This was, he decided, getting beyond a joke. It was like Potter had hexed the wretched stuff and he was going to find it lurking on everything he touched for the rest of his life. Without thinking he tucked the wand away and wiped his hand on the side of trousers as he crossed to the door. The action stopped him dead in his tracks and he stared at the offending hand and grimaced at what he'd just done.
"Fucking hell, Harry." The mark didn't show on the dark material, but swearing didn't help either.
He opened the door with more force than necessary. "What!"
Waiting in the corridor were not only Crabbe and Goyle, but also the rest of the Slytherin Quidditch team and a few hangers-on. He stared at the welcoming committee for a moment before raising a sardonic eyebrow. "Are we going to breakfast en masse today?"
"There's a notice." Goyle spoke the words as if they should explain everything, then he sniffed the air. "What's that smell? Have you been burning incense? Snape will be really pissed if you stink out the common room again."
"It's nothing. What notice?"
"They've moved the Gryffindor match." Milena pushed her way between the bulk of the two Slytherin Beaters. "It's not going to be until next term."
********************
"It's got to be Malfoy's fault." Seamus peered closely at the signature at the bottom of the sheet of parchment. "I bet he's forged it."
"Don't be silly, Madam Hooch pinned it to the board ... Neville saw her." Hermione tutted. "All this over a stupid game, which I should point out is only being postponed not cancelled completely.

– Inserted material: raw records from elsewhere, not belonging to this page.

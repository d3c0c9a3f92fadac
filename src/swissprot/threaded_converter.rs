use crossbeam_channel::{bounded, Receiver};
use lazy_static::lazy_static;
use tracing::debug;

use crate::error::Result;
use crate::filter::Filter;
use crate::loader::{DbLoader, SwissProtLoader};
use crate::swissprot::consumer::Consumer;
use crate::swissprot::parser::RecordParser;
use crate::swissprot::producer::Producer;

lazy_static! {
    static ref THREADS: usize = num_cpus::get();
}

/// Converts the entries of a loaded SwissProt file to FASTA on several threads.
/// One producer reads raw entries, the consumers parse and render them.
/// Entries come out in the order they are finished, which is not necessarily file order.
pub struct ThreadedConverter {
    producer: Producer,
    consumers: Vec<Consumer>,
    parser: RecordParser,
    wrap: bool,
    threads: usize,
    r_fasta: Option<Receiver<Result<String>>>,
    started: bool,
}

impl ThreadedConverter {
    /// Passing 0 as the amount of threads uses the amount of available threads on your machine
    pub fn new(
        loader: SwissProtLoader,
        filter: Option<Box<dyn Filter<str>>>,
        mut threads: usize,
    ) -> Result<Self> {
        if threads == 0 {
            threads = (*THREADS).max(1);
        }

        let parser = loader.parser()?;
        let wrap = loader.line_wrapping();
        let consumers = (0..threads).map(|_| Consumer::new()).collect();

        Ok(Self {
            producer: Producer::new(loader, filter),
            consumers,
            parser,
            wrap,
            threads,
            r_fasta: None,
            started: false,
        })
    }

    pub fn threads(&self) -> usize {
        self.threads
    }

    fn start(&mut self) {
        let (s_raw, r_raw) = bounded::<Result<String>>(self.threads * 2);
        let (s_fasta, r_fasta) = bounded::<Result<String>>(self.threads * 2);

        self.producer.start(s_raw);
        for consumer in &mut self.consumers {
            consumer.start(self.parser.clone(), self.wrap, r_raw.clone(), s_fasta.clone());
        }
        debug!(threads = self.threads, "Started converter threads");

        // Only the threads hold senders now, so the channels disconnect once they are done
        drop(s_fasta);

        self.r_fasta = Some(r_fasta);
        self.started = true;
    }

    fn join(&mut self) {
        self.producer.join();
        for consumer in self.consumers.iter_mut() {
            consumer.join();
        }
    }
}

impl Iterator for ThreadedConverter {
    type Item = Result<String>;

    fn next(&mut self) -> Option<Self::Item> {
        if !self.started {
            self.start();
        }

        let receiver = self.r_fasta.as_ref()?;
        match receiver.recv() {
            Ok(fasta) => Some(fasta),
            // The channel disconnects when every consumer has finished
            Err(_) => {
                self.r_fasta = None;
                self.join();
                None
            }
        }
    }
}

impl Drop for ThreadedConverter {
    fn drop(&mut self) {
        // Disconnect first so blocked senders give up, then wait for the threads
        self.r_fasta = None;
        if self.started {
            self.join();
        }
    }
}

/// Converts the entries of a loaded SwissProt file to FASTA on the calling thread, in file order
pub struct SequentialConverter {
    loader: SwissProtLoader,
    filter: Option<Box<dyn Filter<str>>>,
    done: bool,
}

impl SequentialConverter {
    pub fn new(loader: SwissProtLoader, filter: Option<Box<dyn Filter<str>>>) -> Self {
        Self {
            loader,
            filter,
            done: false,
        }
    }
}

impl Iterator for SequentialConverter {
    type Item = Result<String>;

    fn next(&mut self) -> Option<Self::Item> {
        if self.done {
            return None;
        }

        let next = match &self.filter {
            Some(filter) => self.loader.next_filtered_fasta_entry(&**filter),
            None => self.loader.next_fasta_entry(),
        };

        match next {
            Ok(Some(fasta)) => Some(Ok(fasta)),
            Ok(None) => {
                self.done = true;
                None
            }
            Err(e) => {
                // A failing source fails again on every read, so report it once
                if !e.is_record_error() {
                    self.done = true;
                }
                Some(Err(e))
            }
        }
    }
}

/// Create a SequentialConverter or ThreadedConverter based on the amount of threads passed
pub fn swissprot_to_fasta(
    loader: SwissProtLoader,
    filter: Option<Box<dyn Filter<str>>>,
    threads: usize,
) -> Result<Box<dyn Iterator<Item = Result<String>>>> {
    if threads == 1 {
        Ok(Box::new(SequentialConverter::new(loader, filter)))
    } else {
        Ok(Box::new(ThreadedConverter::new(loader, filter, threads)?))
    }
}

#[cfg(test)]
mod tests {
    use std::io::Write;

    use flate2::write::GzEncoder;
    use flate2::Compression;
    use tempfile::NamedTempFile;

    use super::*;
    use crate::error::Error;
    use crate::filter::raw::SwissProtTaxonomyFilter;

    fn database(entries: usize) -> NamedTempFile {
        let mut file = NamedTempFile::new().unwrap();
        for i in 0..entries {
            let organism = if i % 2 == 0 { "Homo sapiens" } else { "Mus musculus" };
            write!(
                file,
                "ID   P{i}_TEST   Reviewed;\nAC   P{i:05};\nDE   RecName: Full=Protein {i};\nOS   {organism}.\nSQ   SEQUENCE\n     MKLV\n//\n"
            )
            .unwrap();
        }
        file
    }

    fn loaded(file: &NamedTempFile) -> SwissProtLoader {
        let mut loader = SwissProtLoader::new();
        loader.load(file.path()).unwrap();
        loader
    }

    #[test]
    fn test_threaded_conversion() {
        let file = database(25);
        let converter = ThreadedConverter::new(loaded(&file), None, 4).unwrap();
        assert_eq!(converter.threads(), 4);

        let mut headers: Vec<String> = converter
            .map(|fasta| fasta.unwrap().lines().next().unwrap().to_string())
            .collect();
        headers.sort();

        let mut expected: Vec<String> = (0..25)
            .map(|i| format!(">sw|P{i:05}|P{i}_TEST Protein {i}"))
            .collect();
        expected.sort();
        assert_eq!(headers, expected);
    }

    #[test]
    fn test_threaded_matches_sequential() {
        let file = database(10);
        let human = || -> Option<Box<dyn Filter<str>>> {
            Some(Box::new(SwissProtTaxonomyFilter::new("homo sapiens", false)))
        };

        let mut threaded: Vec<String> = swissprot_to_fasta(loaded(&file), human(), 0)
            .unwrap()
            .map(|fasta| fasta.unwrap())
            .collect();
        let sequential: Vec<String> = swissprot_to_fasta(loaded(&file), human(), 1)
            .unwrap()
            .map(|fasta| fasta.unwrap())
            .collect();

        threaded.sort();
        let mut sorted = sequential.clone();
        sorted.sort();
        assert_eq!(threaded, sorted);
        assert_eq!(sequential.len(), 5);
        assert!(sequential[0].starts_with(">sw|P00000|P0_TEST"));
    }

    #[test]
    fn test_errors_are_forwarded() {
        let mut file = NamedTempFile::new().unwrap();
        file.write_all(b"ID   BROKEN   Reviewed;\nDE   No accession;\n//\n").unwrap();

        let results: Vec<Result<String>> =
            ThreadedConverter::new(loaded(&file), None, 2).unwrap().collect();
        assert_eq!(results.len(), 1);
        assert!(matches!(results[0], Err(Error::Parse { .. })));
    }

    #[test]
    fn test_truncated_gzip_ends_the_stream() {
        let mut encoder = GzEncoder::new(Vec::new(), Compression::default());
        for i in 0..2000 {
            write!(
                encoder,
                "ID   P{i}_TEST   Reviewed;\nAC   P{i:05};\nDE   RecName: Full=Protein {i};\nOS   Homo sapiens.\nSQ   SEQUENCE\n     MKLVAGHTREWQPLMNVCD\n//\n"
            )
            .unwrap();
        }
        let compressed = encoder.finish().unwrap();

        let mut file = NamedTempFile::new().unwrap();
        file.write_all(&compressed[..compressed.len() / 2]).unwrap();

        for threads in [1, 2] {
            let results: Vec<Result<String>> = swissprot_to_fasta(loaded(&file), None, threads)
                .unwrap()
                .take(10_000)
                .collect();

            assert!(results.len() < 2000);
            let errors: Vec<&Error> = results.iter().filter_map(|r| r.as_ref().err()).collect();
            assert_eq!(errors.len(), 1);
            assert!(matches!(errors[0], Error::Io { .. }));
        }
    }

    #[test]
    fn test_record_errors_do_not_end_the_stream() {
        let mut file = NamedTempFile::new().unwrap();
        file.write_all(b"ID   BROKEN   Reviewed;\nDE   No accession;\n//\n").unwrap();
        file.write_all(b"ID   FOO_HUMAN   Reviewed;\nAC   P12345;\nDE   RecName: Full=Foo;\nSQ   SEQUENCE\n     MKLV\n//\n").unwrap();

        let results: Vec<Result<String>> = SequentialConverter::new(loaded(&file), None).collect();
        assert_eq!(results.len(), 2);
        assert!(matches!(results[0], Err(Error::Parse { .. })));
        assert_eq!(results[1].as_deref().ok(), Some(">sw|P12345|FOO_HUMAN Foo\nMKLV\n"));
    }

    #[test]
    fn test_early_drop_does_not_hang() {
        let file = database(100);
        let mut converter = ThreadedConverter::new(loaded(&file), None, 2).unwrap();
        assert!(converter.next().is_some());
        drop(converter);
    }
}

If you want to worry about something then it should be your NEWTs. Do you know how long we have left?" The comment was met by a chorus of catcalls from the group of Gryffindors clustered around the notice board in the Entrance Hall. Folding her arms, she glared at them all. "You'll all regret it, you know. Don't come crying to me when you fail."
"Good point, Granger, though I doubt even after seven years of study they'd pass much anyway."
The voice cut through the general hubbub and as one the Gryffindors turned in its direction.
Hermione recognised the lazy drawl and looked skyward as if in need of divine inspiration. Draco Malfoy -- the last person she wanted to see at the moment, especially not with Harry's tales still fresh in her mind. She would be eternally grateful to Harry that he had skirted around the more 'intimate' details -- it was bad enough seeing what she had seen earlier.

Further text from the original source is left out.